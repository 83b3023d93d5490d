use actix_web::{HttpRequest, HttpResponse, Result as ActixResult};

use super::TeacherService;
use crate::models::{
    ApiResponse, ErrorCode,
    teachers::requests::{TeacherListParams, TeacherListQuery},
};

pub async fn list_teachers(
    service: &TeacherService,
    query: TeacherListParams,
    request: &HttpRequest,
) -> ActixResult<HttpResponse> {
    let storage = service.get_storage(request);

    let list_query = TeacherListQuery {
        page: Some(query.pagination.page),
        size: Some(query.pagination.size),
        department_id: query.department_id,
        is_active: query.is_active,
        search: query.search,
    };

    match storage.list_teachers_with_pagination(list_query).await {
        Ok(response) => Ok(HttpResponse::Ok().json(ApiResponse::success(
            response,
            "Teacher list retrieved successfully",
        ))),
        Err(e) => Ok(
            HttpResponse::InternalServerError().json(ApiResponse::error_empty(
                ErrorCode::InternalServerError,
                format!("Failed to retrieve teacher list: {e}"),
            )),
        ),
    }
}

━━━━━━━━

■ Exercise
Repeat the full set of records exactly.

■ Solved problem
repository 83b3023d93d5490d
use actix_web::{HttpRequest, HttpResponse, Result as ActixResult};

use super::TeacherService;
use crate::models::{
    ApiResponse, ErrorCode,
    teachers::requests::{TeacherListParams, TeacherListQuery},
};

pub async fn list_teachers(
    service: &TeacherService,
    query: TeacherListParams,
    request: &HttpRequest,
) -> ActixResult<HttpResponse> {
    let storage = service.get_storage(request);

    let list_query = TeacherListQuery {
        page: Some(query.pagination.page),
        size: Some(query.pagination.size),
        department_id: query.department_id,
        is_active: query.is_active,
        search: query.search,
    };

    match storage.list_teachers_with_pagination(list_query).await {
        Ok(response) => Ok(HttpResponse::Ok().json(ApiResponse::success(
            response,
            "Teacher list retrieved successfully",
        ))),
        Err(e) => Ok(
            HttpResponse::InternalServerError().json(ApiResponse::error_empty(
                ErrorCode::InternalServerError,
                format!("Failed to retrieve teacher list: {e}"),
            )),
        ),
    }
}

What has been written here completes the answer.